What’s in it for them?
This firm, rather than attacking the users with the flaws they found, they sell these zero day bugs to various organizations and governments, even though they do not inform whom they sell the information to. The major customers of ZERODIUM are huge corporations in defense, technology, and finance. They also sell the zero day information to government organizations when they need specific cyber security capabilities.

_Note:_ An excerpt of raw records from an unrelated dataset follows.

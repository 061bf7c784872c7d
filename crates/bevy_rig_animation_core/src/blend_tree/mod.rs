//! Blend trees: arena-allocated trees of blend nodes, evaluated into a flat list of weighted
//! clip leaves.

mod blend_1d;
mod directional;
mod freeform;

use bevy::{log::warn, math::Vec2};

pub use blend_1d::Blend1D;
pub use directional::SimpleDirectional2D;
pub use freeform::{Freeform2D, FreeformMode};

use crate::{clip::ClipLibrary, errors::ValidationError};

/// How a node turns parameter values into child weights.
#[derive(Debug, Clone, PartialEq)]
pub enum BlendNodeKind {
    /// Leaf playing one clip.
    Clip(usize),
    Blend1D(Blend1D),
    SimpleDirectional2D(SimpleDirectional2D),
    Freeform2D(Freeform2D),
    /// Each child is weighted by its own parameter.
    Direct(Vec<usize>),
}

/// Link from a node to one of its children, with playback modifiers applied to every leaf below.
#[derive(Debug, Clone, Copy, PartialEq)]
pub struct ChildMotion {
    pub node: usize,
    /// Playback speed multiplier. Negative values play backwards.
    pub time_scale: f32,
    /// Normalized offset added to the state's time.
    pub cycle_offset: f32,
    pub mirror: bool,
}

impl ChildMotion {
    pub fn new(node: usize) -> Self {
        Self {
            node,
            time_scale: 1.,
            cycle_offset: 0.,
            mirror: false,
        }
    }
}

#[derive(Debug, Clone, PartialEq)]
pub struct BlendTreeNode {
    pub kind: BlendNodeKind,
    pub children: Vec<ChildMotion>,
}

impl BlendTreeNode {
    pub fn clip(clip: usize) -> Self {
        Self {
            kind: BlendNodeKind::Clip(clip),
            children: vec![],
        }
    }

    pub fn blend_1d(parameter: usize, children: Vec<(ChildMotion, f32)>) -> Self {
        let (children, thresholds) = children.into_iter().unzip();
        Self {
            kind: BlendNodeKind::Blend1D(Blend1D::new(parameter, thresholds)),
            children,
        }
    }

    pub fn simple_directional(parameters: [usize; 2], children: Vec<(ChildMotion, Vec2)>) -> Self {
        let (children, positions) = children.into_iter().unzip();
        Self {
            kind: BlendNodeKind::SimpleDirectional2D(SimpleDirectional2D::new(
                parameters, positions,
            )),
            children,
        }
    }

    pub fn freeform(
        parameters: [usize; 2],
        mode: FreeformMode,
        children: Vec<(ChildMotion, Vec2)>,
    ) -> Self {
        let (children, positions) = children.into_iter().unzip();
        Self {
            kind: BlendNodeKind::Freeform2D(Freeform2D::new(parameters, mode, positions)),
            children,
        }
    }

    pub fn direct(children: Vec<(ChildMotion, usize)>) -> Self {
        let (children, parameters) = children.into_iter().unzip();
        Self {
            kind: BlendNodeKind::Direct(parameters),
            children,
        }
    }

    /// Thresholds, positions or parameters the node carries, one per child.
    fn arity(&self) -> Option<usize> {
        match &self.kind {
            BlendNodeKind::Clip(_) => None,
            BlendNodeKind::Blend1D(blend) => Some(blend.thresholds().len()),
            BlendNodeKind::SimpleDirectional2D(blend) => Some(blend.positions().len()),
            BlendNodeKind::Freeform2D(blend) => Some(blend.positions().len()),
            BlendNodeKind::Direct(parameters) => Some(parameters.len()),
        }
    }

    fn parameters(&self) -> Vec<usize> {
        match &self.kind {
            BlendNodeKind::Clip(_) => vec![],
            BlendNodeKind::Blend1D(blend) => vec![blend.parameter],
            BlendNodeKind::SimpleDirectional2D(blend) => blend.parameters.to_vec(),
            BlendNodeKind::Freeform2D(blend) => blend.parameters.to_vec(),
            BlendNodeKind::Direct(parameters) => parameters.clone(),
        }
    }

    fn child_weights(&self, values: &[f32], out: &mut Vec<f32>) {
        out.clear();
        out.resize(self.children.len(), 0.);
        let read = |index: usize| values.get(index).copied().unwrap_or(0.);
        match &self.kind {
            BlendNodeKind::Clip(_) => {}
            BlendNodeKind::Blend1D(blend) => blend.weights(read(blend.parameter), out),
            BlendNodeKind::SimpleDirectional2D(blend) => {
                let [x, y] = blend.parameters;
                blend.weights(Vec2::new(read(x), read(y)), out);
            }
            BlendNodeKind::Freeform2D(blend) => {
                let [x, y] = blend.parameters;
                blend.weights(Vec2::new(read(x), read(y)), out);
            }
            BlendNodeKind::Direct(parameters) => {
                let mut sum = 0.;
                for (weight, parameter) in out.iter_mut().zip(parameters) {
                    *weight = read(*parameter).clamp(0., 1.);
                    sum += *weight;
                }
                if sum > 1. {
                    out.iter_mut().for_each(|weight| *weight /= sum);
                }
            }
        }
    }
}

/// One weighted clip reached by a tree evaluation.
#[derive(Debug, Clone, Copy, PartialEq)]
pub struct BlendLeaf {
    pub clip: usize,
    pub weight: f32,
    pub time_scale: f32,
    pub cycle_offset: f32,
    pub mirror: bool,
    pub reverse: bool,
}

#[derive(Debug, Clone, Copy)]
struct Frame {
    node: usize,
    weight: f32,
    time_scale: f32,
    cycle_offset: f32,
    mirror: bool,
}

/// Reusable buffers for [`BlendTree::evaluate`].
#[derive(Debug, Clone, Default)]
pub struct BlendScratch {
    stack: Vec<Frame>,
    weights: Vec<f32>,
}

/// Tree of blend nodes stored in an arena. Node 0 is the root and every child comes after its
/// parent.
#[derive(Debug, Clone, PartialEq)]
pub struct BlendTree {
    name: String,
    nodes: Vec<BlendTreeNode>,
}

impl BlendTree {
    pub fn new(name: impl Into<String>, nodes: Vec<BlendTreeNode>) -> Result<Self, ValidationError> {
        let name = name.into();
        if nodes.is_empty() {
            return Err(ValidationError::EmptyBlendTree(name));
        }
        for (index, node) in nodes.iter().enumerate() {
            let Some(arity) = node.arity() else {
                continue;
            };
            if node.children.is_empty() {
                return Err(ValidationError::EmptyBlendNode {
                    tree: name,
                    node: index,
                });
            }
            if arity != node.children.len() {
                return Err(ValidationError::BlendNodeArity {
                    tree: name,
                    node: index,
                    children: node.children.len(),
                    values: arity,
                });
            }
            for child in &node.children {
                if child.node <= index || child.node >= nodes.len() {
                    return Err(ValidationError::InvalidBlendChild {
                        tree: name,
                        node: index,
                        child: child.node,
                    });
                }
            }
        }
        Ok(Self { name, nodes })
    }

    /// A tree holding a single clip.
    pub fn single(name: impl Into<String>, clip: usize) -> Self {
        Self {
            name: name.into(),
            nodes: vec![BlendTreeNode::clip(clip)],
        }
    }

    pub fn name(&self) -> &str {
        &self.name
    }

    pub fn nodes(&self) -> &[BlendTreeNode] {
        &self.nodes
    }

    /// Checks clip and parameter indices against the tables they point into.
    pub fn validate_indices(
        &self,
        clip_count: usize,
        parameter_count: usize,
    ) -> Result<(), ValidationError> {
        for node in &self.nodes {
            if let BlendNodeKind::Clip(clip) = node.kind {
                if clip >= clip_count {
                    return Err(ValidationError::InvalidClipIndex(clip));
                }
            }
            if let Some(parameter) = node
                .parameters()
                .into_iter()
                .find(|parameter| *parameter >= parameter_count)
            {
                return Err(ValidationError::InvalidParameterIndex(parameter));
            }
        }
        Ok(())
    }

    /// Writes the weighted leaves of the tree for the given parameter values. Leaves with zero
    /// weight are skipped; the weights of the written leaves sum to at most one.
    pub fn evaluate(&self, values: &[f32], scratch: &mut BlendScratch, out: &mut Vec<BlendLeaf>) {
        out.clear();
        scratch.stack.clear();
        scratch.stack.push(Frame {
            node: 0,
            weight: 1.,
            time_scale: 1.,
            cycle_offset: 0.,
            mirror: false,
        });

        while let Some(frame) = scratch.stack.pop() {
            let Some(node) = self.nodes.get(frame.node) else {
                continue;
            };
            if let BlendNodeKind::Clip(clip) = node.kind {
                out.push(BlendLeaf {
                    clip,
                    weight: frame.weight,
                    time_scale: frame.time_scale,
                    cycle_offset: frame.cycle_offset,
                    mirror: frame.mirror,
                    reverse: frame.time_scale < 0.,
                });
                continue;
            }

            node.child_weights(values, &mut scratch.weights);
            for (child, weight) in node.children.iter().zip(&scratch.weights).rev() {
                let weight = frame.weight * weight;
                if weight <= 0. {
                    continue;
                }
                scratch.stack.push(Frame {
                    node: child.node,
                    weight,
                    time_scale: frame.time_scale * child.time_scale,
                    cycle_offset: frame.cycle_offset + child.cycle_offset,
                    mirror: frame.mirror != child.mirror,
                });
            }
        }
    }
}

/// Weighted duration of a set of leaves, with each clip stretched by its leaf's time scale.
/// Zero when no leaf has a duration.
pub fn leaves_duration(leaves: &[BlendLeaf], clips: &ClipLibrary) -> f32 {
    let mut total_weight = 0.;
    let mut duration = 0.;
    for leaf in leaves {
        let Some(entry) = clips.get(leaf.clip) else {
            warn!("Blend leaf references missing clip {}", leaf.clip);
            continue;
        };
        let speed = leaf.time_scale.abs();
        if speed <= f32::EPSILON {
            continue;
        }
        duration += leaf.weight * entry.duration() / speed;
        total_weight += leaf.weight;
    }
    if total_weight > 0. {
        duration / total_weight
    } else {
        0.
    }
}

fn even_split(out: &mut [f32]) {
    if out.is_empty() {
        return;
    }
    let weight = 1. / out.len() as f32;
    out.fill(weight);
}

/// Gives full weight to a child placed exactly at `query`.
fn exact_match(positions: &[Vec2], query: Vec2, out: &mut [f32]) -> bool {
    let Some(index) = positions
        .iter()
        .position(|position| position.distance_squared(query) < 1e-10)
    else {
        return false;
    };
    out.fill(0.);
    out[index] = 1.;
    true
}
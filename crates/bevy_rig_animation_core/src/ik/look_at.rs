use std::f32::consts::PI;

use bevy::{
    math::{Quat, Vec3},
    transform::components::Transform,
};

use super::LookAtTarget;
use crate::{
    humanoid::{HumanBone, HumanoidMap},
    pose::{SkeletonPose, algebra::quat_weight},
};

const BODY_BONES: [HumanBone; 3] = [HumanBone::Spine, HumanBone::Chest, HumanBone::UpperChest];
const HEAD_BONES: [HumanBone; 2] = [HumanBone::Neck, HumanBone::Head];
/// Extra passes on the head joint to absorb the shift of the eyes.
const HEAD_ITERATIONS: usize = 3;

/// Forward direction of `joint` in its own frame, derived from the character facing +Z at rest.
fn local_forward(map: &HumanoidMap, joint: usize) -> Vec3 {
    map.rest_globals()[joint].rotation.inverse() * Vec3::Z
}

/// Origin and direction of the character's gaze.
fn gaze(map: &HumanoidMap, globals: &[Transform], head: usize) -> (Vec3, Vec3) {
    let forward = globals[head].rotation * local_forward(map, head);
    let origin = match (
        map.joint(HumanBone::LeftEye),
        map.joint(HumanBone::RightEye),
    ) {
        (Some(left), Some(right)) => (globals[left].translation + globals[right].translation) / 2.,
        _ => globals[head].translation,
    };
    (origin, forward)
}

fn rotate_towards(
    map: &HumanoidMap,
    pose: &mut SkeletonPose,
    globals: &mut Vec<Transform>,
    joint: usize,
    from: Vec3,
    to: Vec3,
    weight: f32,
) {
    let (from, to) = (from.normalize_or_zero(), to.normalize_or_zero());
    if weight <= 0. || from == Vec3::ZERO || to == Vec3::ZERO {
        return;
    }
    let arc = quat_weight(Quat::from_rotation_arc(from, to), weight.min(1.));
    let skeleton = map.skeleton();
    skeleton.set_global_rotation(pose, globals, joint, arc * globals[joint].rotation);
    skeleton.compute_globals(pose, globals);
}

/// Point the gaze should reach: the target, pulled towards the current gaze by the overall
/// weight and limited to the clamp cone around it.
fn aim_point(origin: Vec3, forward: Vec3, target: &LookAtTarget) -> Option<Vec3> {
    let to_target = target.position - origin;
    let distance = to_target.length();
    if distance < 1e-5 {
        return None;
    }
    let direction = to_target / distance;
    let angle = forward.angle_between(direction);
    let max_angle = PI * (1. - target.clamp_weight.clamp(0., 1.));
    let limited = angle.min(max_angle) * target.weight.clamp(0., 1.);

    let axis = forward.cross(direction);
    let axis = if axis.length_squared() > 1e-10 {
        axis.normalize()
    } else {
        Vec3::Y
    };
    Some(origin + Quat::from_axis_angle(axis, limited) * forward * distance)
}

/// Mapped spine and head joints, proximal first, with the weight of their group.
fn look_at_joints(map: &HumanoidMap, target: &LookAtTarget) -> [Option<(usize, f32)>; 5] {
    let mut joints = [None; 5];
    let bones = BODY_BONES
        .iter()
        .map(|bone| (*bone, target.body_weight))
        .chain(HEAD_BONES.iter().map(|bone| (*bone, target.head_weight)));
    for (slot, (bone, weight)) in joints.iter_mut().zip(bones) {
        *slot = map.joint(bone).map(|joint| (joint, weight));
    }
    joints
}

/// Turns the spine, neck, head and eyes towards a point. `globals` must be up to date on entry
/// and is kept up to date.
pub fn solve_look_at(
    map: &HumanoidMap,
    pose: &mut SkeletonPose,
    globals: &mut Vec<Transform>,
    target: &LookAtTarget,
) {
    let Some(head) = map.joint(HumanBone::Head) else {
        return;
    };
    if target.weight <= 0. {
        return;
    }
    let (origin, forward) = gaze(map, globals, head);
    let Some(aim) = aim_point(origin, forward, target) else {
        return;
    };

    let joints = look_at_joints(map, target);
    let count = joints.iter().flatten().count();
    for (index, (joint, weight)) in joints.into_iter().flatten().enumerate() {
        let (origin, forward) = gaze(map, globals, head);
        let share = weight / (count - index) as f32;
        rotate_towards(map, pose, globals, joint, forward, aim - origin, share);
    }
    for _ in 0..HEAD_ITERATIONS {
        let (origin, forward) = gaze(map, globals, head);
        rotate_towards(map, pose, globals, head, forward, aim - origin, target.head_weight);
    }

    for eye in [HumanBone::LeftEye, HumanBone::RightEye] {
        let Some(joint) = map.joint(eye) else {
            continue;
        };
        let forward = globals[joint].rotation * local_forward(map, joint);
        let to = aim - globals[joint].translation;
        rotate_towards(map, pose, globals, joint, forward, to, target.eyes_weight);
    }
}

Win $1.5 million by hacking an iPhone
Apart from the latest WhatsApp exploit, Zerodium is offering other huge changes like winning $1,5 million by hacking an iPhone. It is not yet clear if someone ever discovered such an exploit and sold it to the company. “ZERODIUM pays premium bounties and rewards to security researchers to acquire their original and previously unreported zero-day research affecting major operating systems, software, and devices. The majority of existing bug bounty programs accept almost any kind of vulnerabilities and [proof of concepts] but pay very low rewards, at ZERODIUM we focus on high-risk vulnerabilities with fully functional exploits, and we pay the highest rewards on the market,” the website adds.